Along a diabolical stretch of New Mexico desert, man, dog and subhuman alike will find themselves trapped, poor souls, in that most hellish of genres, the horror-classic remake. Run for the hills! But keep your eyes open. Snobs may balk, purists will be appalled, but this new and exceedingly nasty version of Wes Craven's 1977 cult shocker is awfully good at what it does. And mostly what it does is make you feel awful.
PHOTOS COURTESY OF FOX MOVIES
Directed in tense, concentrated jabs by Alexandre Aja, who wrote the screenplay with Gregory Levasseur, the remake establishes a jittery family dynamic as well as the original, making the heroes of the movie just sympathetic enough that it stings when they are plunged into a world of utter nihilism and depravity. This is done with such remorseless elan that Craven (on hand as producer) must have gone green with envy. Or maybe disgust.

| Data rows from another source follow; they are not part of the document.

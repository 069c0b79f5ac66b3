use std::time::Duration;

use prometheus::{Gauge, Registry};

use crate::{error::MetricsError, gauge::register_gauge};

/// `probe_success` and `probe_duration_seconds` for one scrape.
pub struct ProbeGauges {
    success: Gauge,
    duration: Gauge,
}

impl ProbeGauges {
    pub fn register(registry: &Registry) -> Result<Self, MetricsError> {
        let success = register_gauge(
            registry,
            "probe_success",
            "Displays whether or not the probe was a success",
        )?;
        let duration = register_gauge(
            registry,
            "probe_duration_seconds",
            "Returns how long the probe took to complete in seconds",
        )?;
        Ok(Self { success, duration })
    }

    /// Record the outcome; a failed probe leaves `probe_success` at 0.
    pub fn record(&self, success: bool, elapsed: Duration) {
        self.duration.set(elapsed.as_secs_f64());
        if success {
            self.success.set(1.0);
        }
    }

    #[cfg(test)]
    fn success(&self) -> f64 {
        self.success.get()
    }

    #[cfg(test)]
    fn duration_seconds(&self) -> f64 {
        self.duration.get()
    }
}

So what if this retread replaces the scuzzy punk-rock angst of the original with a corporate sheen? The 1970s are long gone, and with them the relevant modes of 1970s cinema. Every generation calls forth the fright films it needs, horror being the most cathartic and subconscious of genres. The strange truth about this new Hills, like the reviled 2003 remake of The Texas Chainsaw Massacre, is that its chic commercial packaging and market-tested atrocities are just as unsettling as the low-budget barbarism of the original. With torture gone mainstream, it's no surprise that brutality is back in the horror film, albeit with a stamp of approval from the Motion Picture Association and an unrated director's cut heading to the DVD shelves at Wal-Mart.
Further complicating any knee-jerk reaction against this remake as a crass cashing-in on someone else's talent -- assuming those knees stop quaking long enough to jerk -- is the issue of Aja's chops. Hills confirms the promise of High Tension, his viciously effective (if compro-mised) debut. No one else under 30 makes movies this savage and disturbingly symptomatic.